Las interpretaciones preponderantes sobre la germinación del activismo islámico en las últimas décadas, con las diferentes versiones de la yihad y la deriva hacia el uso de las tácticas de ataque suicida van, por supuesto, por el mismo camino [88, 97, 110].

Démonos cuenta, sin embargo, que esas tentativas explicativas posponen, al tiempo que desdibujan, la respuesta de fondo a las preguntas de partida. Es decir: ¿por qué matan?, ¿por qué se inmolan matando? No basta con recurrir de manera genérica a la intoxicación doctrinal y quedarnos tan tranquilos porque ya hemos dado con un vector iniciático plausible. Porque si de veras queremos explicar por qué los mitos fanatizantes de base religiosa o patriótica dejan en algunos (la mayoría de los presuntos intoxicados) simples ensoñaciones de un paraíso deseable pero difícilmente alcanzable, mientras que lleva a otros a enrolarse en un grupo guerrillero y a asumir de lleno la disposición a matar o morir por la causa, hay que desentrañar los mecanismos que hacen posible tamaña diferencia de comportamiento.

Es decir, ¿por qué la intoxicación doctrinal de corte etnicista o redentorista lleva a algunos individuos a convertirse en profesionales del terror o al martirologio por inmolación, mientras que en otros no pasa jamás del ámbito de una vaga esperanza de salvación culminatoria para su pueblo? Y aún más, ¿por qué razones el recurso a la violencia inmisericorde triunfa en algunas sociedades con mitos doctrinales vigentes, mientras que otras con ensoñaciones parecidas aceptan modus vivendi mas pragmáticos (pactos duraderos de conllevancia con los vecinos o los infieles subyugadores), al tiempo que aparcan la cuestión frontal en litigio y la satisfacción postrera de sus designios?
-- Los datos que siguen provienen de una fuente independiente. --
fn draw_line_fill(canvas: &skia::Canvas, series: &Series, fallback: skia::Color, theme: &Theme, scales: &Scales) {
    let Some(fill) = &series.fill else { return };
    let pts = line_points(series, scales);
    if pts.len() < 2 { return; }
    let other: Vec<(f32, f32)> = match fill {
        Fill::ToValue(v) => (0..pts.len()).rev().map(|i| scales.cat_value(i as f64, *v)).collect(),
        Fill::Between(values) => values
            .iter()
            .enumerate()
            .take(pts.len())
            .rev()
            .map(|(i, v)| scales.cat_value(i as f64, *v))
            .collect(),
    };
    let mut path = skia::Path::new();
    path.move_to(pts[0]);
    for p in pts.iter().skip(1).chain(other.iter()) {
        path.line_to(*p);
    }
    path.close();

    let mut paint = skia::Paint::default();
    paint.set_anti_alias(true);
    paint.set_color(series.color.unwrap_or(fallback));
    paint.set_alpha_f(series.fill_alpha.unwrap_or(theme.fill_alpha));
    canvas.draw_path(&path, &paint);
}

fn draw_line(canvas: &skia::Canvas, series: &Series, fallback: skia::Color, scales: &Scales, x_axis: &Axis, hits: &mut Vec<HitRegion>) {
    let pts = line_points(series, scales);
    if pts.is_empty() { return; }
    let color = series.color.unwrap_or(fallback);

    if pts.len() >= 2 {
        let mut path = skia::Path::new();
        path.move_to(pts[0]);
        for p in pts.iter().skip(1) {
            path.line_to(*p);
        }
        let mut stroke = skia::Paint::default();
        stroke.set_anti_alias(true);
        stroke.set_style(skia::paint::Style::Stroke);
        stroke.set_stroke_width(series.line_width);
        stroke.set_color(color);
        if let Some(a) = series.alpha { stroke.set_alpha_f(a); }
        if let Some(effect) = series.line_style.path_effect(series.line_width) {
            stroke.set_path_effect(effect);
        }
        canvas.draw_path(&path, &stroke);
    }

    let mut marker = skia::Paint::default();
    marker.set_anti_alias(true);
    let r = series.marker_size * 0.5;
    for (i, p) in pts.iter().enumerate() {
        marker.set_color(series.color_at(i, color));
        draw_marker(canvas, series.marker, *p, r, &marker);
        hits.push(HitRegion::new(HitShape::Circle { cx: p.0, cy: p.1, r: r.max(5.0) }, series.hover_text(i, &x_axis.format)));
    }
}

fn draw_marker(canvas: &skia::Canvas, marker: Marker, (x, y): (f32, f32), r: f32, paint: &skia::Paint) {
    match marker {
        Marker::None => {}
        Marker::Circle => {
            canvas.draw_circle((x, y), r, paint);
        }
        Marker::Square => {
            canvas.draw_rect(skia::Rect::from_ltrb(x - r, y - r, x + r, y + r), paint);
        }
        Marker::Cross => {
            let mut stroke = paint.clone();
            stroke.set_style(skia::paint::Style::Stroke);
            stroke.set_stroke_width((r * 0.4).max(1.0));
            canvas.draw_line((x - r, y - r), (x + r, y + r), &stroke);
            canvas.draw_line((x - r, y + r), (x + r, y - r), &stroke);
        }
        Marker::Triangle | Marker::TriangleDown | Marker::Diamond => {
            let mut path = skia::Path::new();
            if marker == Marker::Triangle {
                path.move_to((x, y - r));
                path.line_to((x + r, y + r * 0.8));
                path.line_to((x - r, y + r * 0.8));
            } else if marker == Marker::TriangleDown {
                path.move_to((x, y + r));
                path.line_to((x + r, y - r * 0.8));
                path.line_to((x - r, y - r * 0.8));
            } else {
                path.move_to((x, y - r));
                path.line_to((x + r, y));
                path.line_to((x, y + r));
                path.line_to((x - r, y));
            }
            path.close();
            canvas.draw_path(&path, paint);
        }
    }
}

/// Bubble radius in points; sizes scale by area up to `MAX_BUBBLE`.
fn bubble_radius(series: &Series, i: usize) -> f32 {
    const MAX_BUBBLE: f32 = 24.0;
    let max = series.sizes.iter().copied().fold(0.0, f64::max);
    match series.sizes.get(i) {
        Some(&s) if max > 0.0 => (MAX_BUBBLE * (s.max(0.0) / max).sqrt() as f32).max(3.0),
        _ => series.marker_size * 0.5,
    }
}

fn draw_scatter(canvas: &skia::Canvas, series: &Series, fallback: skia::Color, scales: &Scales, x_axis: &Axis, hits: &mut Vec<HitRegion>) {
    let mut fill = skia::Paint::default();
    fill.set_anti_alias(true);
    let mut edge = skia::Paint::default();
    edge.set_anti_alias(true);
    edge.set_style(skia::paint::Style::Stroke);
    edge.set_color(skia::Color::WHITE);

    for (i, &(x, y)) in series.data_xy.iter().enumerate() {
        let (px, py) = scales.at(x, y);
        let r = bubble_radius(series, i);
        fill.set_color(series.color_at(i, fallback));
        fill.set_alpha_f(series.alpha.unwrap_or(0.7));
        canvas.draw_circle((px, py), r, &fill);
        canvas.draw_circle((px, py), r, &edge);
        hits.push(HitRegion::new(HitShape::Circle { cx: px, cy: py, r: r.max(5.0) }, series.hover_text(i, &x_axis.format)));
    }
}

fn draw_ref_line(canvas: &skia::Canvas, line: &RefLine, plot: RectF, scales: &Scales) {
    let mut paint = skia::Paint::default();
    paint.set_anti_alias(true);
    paint.set_style(skia::paint::Style::Stroke);
    paint.set_stroke_width(line.width);
    paint.set_color(line.color);
    paint.set_alpha_f(line.alpha);
    if let Some(effect) = line.style.path_effect(line.width) {
        paint.set_path_effect(effect);
    }
    match line.orientation {
        RefOrientation::Horizontal => {
            let y = scales.y.to_px(line.value);
            canvas.draw_line((plot.left, y), (plot.right, y), &paint);
        }
        RefOrientation::Vertical => {
            let x = scales.x.to_px(line.value);
            canvas.draw_line((x, plot.top), (x, plot.bottom), &paint);
        }
    }
}

fn draw_band(canvas: &skia::Canvas, band: &Band, plot: RectF, scales: &Scales) {
    let mut paint = skia::Paint::default();
    paint.set_color(band.color);
    paint.set_alpha_f(band.alpha);
    let rect = match band.orientation {
        RefOrientation::Horizontal => {
            let (a, b) = (scales.y.to_px(band.from), scales.y.to_px(band.to));
            RectF::from_ltrb(plot.left, a.min(b), plot.right, a.max(b))
        }
        RefOrientation::Vertical => {
            let (a, b) = (scales.x.to_px(band.from), scales.x.to_px(band.to));
            RectF::from_ltrb(a.min(b), plot.top, a.max(b), plot.bottom)
        }
    };
    canvas.draw_rect(rect.to_skia(), &paint);
}
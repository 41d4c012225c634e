// File: crates/chart-runner/src/lib.rs
// Summary: Batch runner library; config, subprocess execution, result records and the report.

pub mod batch;
pub mod config;
pub mod error;
pub mod process;
pub mod report;

pub use batch::{run_batch, run_until, BatchSummary, Outcome, RunResult};
pub use config::{Cli, RunnerConfig, DEFAULT_SCRIPTS};
pub use error::{Result, RunnerError};
pub use report::{FileCounts, Reporter};
// File: crates/chart-runner/src/report.rs
// Summary: Colored progress and summary output for a batch run, plus output-file counting.

use std::io::{self, Write};
use std::path::Path;
use std::time::Duration;

use owo_colors::OwoColorize;

use crate::batch::{BatchSummary, Outcome, RunResult};

/// Stderr shown for a failed generator, in characters.
pub const STDERR_PREVIEW: usize = 500;

const RULE_WIDTH: usize = 80;

/// First `max` characters of `text`, never splitting a character.
pub fn truncate_chars(text: &str, max: usize) -> &str {
    match text.char_indices().nth(max) {
        Some((idx, _)) => &text[..idx],
        None => text,
    }
}

#[derive(Clone, Copy, Debug, Default, PartialEq, Eq)]
pub struct FileCounts {
    pub png: usize,
    pub svg: usize,
    pub html: usize,
}

impl FileCounts {
    pub fn total(&self) -> usize {
        self.png + self.svg + self.html
    }
}

/// Count chart artifacts directly inside `dir` by extension.
pub fn count_outputs(dir: &Path) -> io::Result<FileCounts> {
    let mut counts = FileCounts::default();
    for entry in std::fs::read_dir(dir)? {
        let path = entry?.path();
        if !path.is_file() {
            continue;
        }
        match path.extension().and_then(|e| e.to_str()) {
            Some("png") => counts.png += 1,
            Some("svg") => counts.svg += 1,
            Some("html") => counts.html += 1,
            _ => {}
        }
    }
    Ok(counts)
}

/// Writes the human-facing report; stdout in the binary, a buffer in tests.
pub struct Reporter<W: Write> {
    out: W,
}

impl<W: Write> Reporter<W> {
    pub fn new(out: W) -> Self {
        Self { out }
    }

    pub fn into_inner(self) -> W {
        self.out
    }

    pub fn header(&mut self, text: &str) -> io::Result<()> {
        let rule = "=".repeat(RULE_WIDTH);
        writeln!(self.out, "\n{}", rule.magenta().bold())?;
        writeln!(self.out, "{}", format!("{text:^RULE_WIDTH$}").magenta().bold())?;
        writeln!(self.out, "{}\n", rule.magenta().bold())
    }

    pub fn success(&mut self, text: &str) -> io::Result<()> {
        writeln!(self.out, "{}", format!("✅ {text}").green())
    }

    pub fn error(&mut self, text: &str) -> io::Result<()> {
        writeln!(self.out, "{}", format!("❌ {text}").red())
    }

    pub fn info(&mut self, text: &str) -> io::Result<()> {
        writeln!(self.out, "{}", format!("ℹ️  {text}").cyan())
    }

    pub fn warning(&mut self, text: &str) -> io::Result<()> {
        writeln!(self.out, "{}", format!("⚠️  {text}").yellow())
    }

    pub fn blank(&mut self) -> io::Result<()> {
        writeln!(self.out)
    }

    pub fn step(&mut self, i: usize, n: usize, name: &str) -> io::Result<()> {
        writeln!(self.out, "\n{}", format!("[{i}/{n}] {name}").bold())
    }

    pub fn result(&mut self, r: &RunResult, timeout: Duration) -> io::Result<()> {
        match &r.outcome {
            Outcome::Succeeded => {
                self.success(&format!("{} finished in {:.1}s", r.name, r.elapsed.as_secs_f64()))?;
                for line in r.highlights() {
                    writeln!(self.out, "  {line}")?;
                }
                Ok(())
            }
            Outcome::Failed { code } => {
                let code = code.map_or_else(|| "signal".to_string(), |c| c.to_string());
                self.error(&format!("{} failed (code: {code})", r.name))?;
                if !r.stderr.is_empty() {
                    writeln!(self.out, "{}", "Stderr:".red())?;
                    writeln!(self.out, "{}", truncate_chars(&r.stderr, STDERR_PREVIEW))?;
                }
                Ok(())
            }
            Outcome::TimedOut => self.error(&format!("{} exceeded the timeout ({} s)", r.name, timeout.as_secs())),
            Outcome::SpawnFailed { reason } => self.error(&format!("Failed to start {}: {reason}", r.name)),
            Outcome::Missing => self.error(&format!("Generator not found: {}", r.name)),
        }
    }

    pub fn summary(&mut self, s: &BatchSummary, counts: &FileCounts, out_dir: &Path) -> io::Result<()> {
        let n = s.total();
        self.header("RUN SUMMARY")?;
        writeln!(self.out, "Total time: {}", format!("{:.1} seconds", s.elapsed.as_secs_f64()).bold())?;
        writeln!(self.out)?;
        writeln!(self.out, "{}", format!("Successful: {}/{n}", s.successful()).green())?;
        if s.failed() > 0 {
            writeln!(self.out, "{}", format!("Failed: {}/{n}", s.failed()).red())?;
            writeln!(self.out, "\nFailed generators:")?;
            for name in s.failed_names() {
                writeln!(self.out, "  {}", format!("❌ {name}").red())?;
            }
        }

        writeln!(self.out, "\n{}", "Created files:".bold())?;
        writeln!(self.out, "  PNG images: {}", counts.png)?;
        writeln!(self.out, "  SVG vectors: {}", counts.svg)?;
        writeln!(self.out, "  HTML interactive: {}", counts.html)?;
        writeln!(self.out, "  {}", format!("Total: {} files", counts.total()).bold())?;
        writeln!(self.out, "\n{}", format!("📁 All files saved to: {}", out_dir.display()).cyan())?;

        if s.all_succeeded() {
            writeln!(self.out, "\n{}", "🎉 ALL VISUALIZATIONS CREATED SUCCESSFULLY!".green().bold())?;
            writeln!(self.out, "\n{}", "To view the interactive charts:".cyan())?;
            writeln!(self.out, "  cd {}", out_dir.display())?;
            writeln!(self.out, "  open interactive_01_job_market_dynamics.html  # macOS")?;
            writeln!(self.out, "  xdg-open interactive_01_job_market_dynamics.html  # Linux")?;
        } else {
            writeln!(self.out)?;
            self.warning("Some generators failed")?;
            writeln!(self.out, "Check the log above for details")?;
        }
        Ok(())
    }
}

#[cfg(test)]
mod tests {
    use super::*;

    #[test]
    fn truncation_counts_characters_not_bytes() {
        let text = "ошибка".repeat(100);
        let cut = truncate_chars(&text, STDERR_PREVIEW);
        assert_eq!(cut.chars().count(), 500);
        assert_eq!(truncate_chars("short", STDERR_PREVIEW), "short");
    }

    #[test]
    fn counts_only_chart_extensions() {
        let dir = tempfile::tempdir().unwrap();
        for f in ["a.png", "b.png", "c.svg", "d.html", "notes.txt"] {
            std::fs::write(dir.path().join(f), b"x").unwrap();
        }
        std::fs::create_dir(dir.path().join("nested.png")).unwrap();
        let counts = count_outputs(dir.path()).unwrap();
        assert_eq!(counts, FileCounts { png: 2, svg: 1, html: 1 });
        assert_eq!(counts.total(), 4);
    }

    #[test]
    fn failed_run_prints_code_and_stderr_preview() {
        let mut rep = Reporter::new(Vec::new());
        let long = "e".repeat(800);
        let r = RunResult::new("salary-analysis-graphs", Outcome::Failed { code: Some(2) }, Duration::ZERO)
            .with_output(String::new(), long);
        rep.result(&r, Duration::from_secs(300)).unwrap();
        let text = String::from_utf8(rep.into_inner()).unwrap();
        assert!(text.contains("salary-analysis-graphs failed (code: 2)"));
        assert!(text.contains(&"e".repeat(500)));
        assert!(!text.contains(&"e".repeat(501)));
    }

    #[test]
    fn summary_lists_failures() {
        let summary = BatchSummary {
            results: vec![
                RunResult::new("one", Outcome::Succeeded, Duration::ZERO),
                RunResult::new("two", Outcome::TimedOut, Duration::ZERO),
            ],
            elapsed: Duration::from_secs(3),
        };
        let mut rep = Reporter::new(Vec::new());
        let counts = FileCounts { png: 3, svg: 1, html: 0 };
        rep.summary(&summary, &counts, Path::new("/tmp/output")).unwrap();
        let text = String::from_utf8(rep.into_inner()).unwrap();
        assert!(text.contains("Successful: 1/2"));
        assert!(text.contains("Failed: 1/2"));
        assert!(text.contains("❌ two"));
        assert!(text.contains("Total: 4 files"));
        assert!(!text.contains("🎉"));
    }
}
En definitiva, lo que planteo es que si nos tomamos en serio aquella conjetura y queremos ir hasta el meollo del asunto hay que intentar responder unas preguntas que no tienen un abordaje satisfactorio únicamente desde la historia, la sociología o el análisis económico o político, porque la capacidad de penetración enfervecedora de los mitos intoxicadores nos lleva hasta la psicología. Los verdaderos interrogantes que se deducen de aquella hipótesis germinatoria son los siguientes: ¿por qué puede llegar a ser tan potente la intoxicación doctrinal? ¿Qué tipo de resortes activan los mitos grupales compartidos en la mentalidad de los individuos, como para convertirse en fuerzas de acción colectiva que llevan al conflicto sangriento? ¿Qué individuos son más susceptibles de verse arrastrados al asesinato o al martirio por intoxicación doctrinal? ¿Qué atributos distinguen a los líderes intoxicadores de los gregarios intoxicados? Esas, insisto, no son cuestiones que puedan abordar en solitario y con solvencia la historia o las ciencias sociales al uso.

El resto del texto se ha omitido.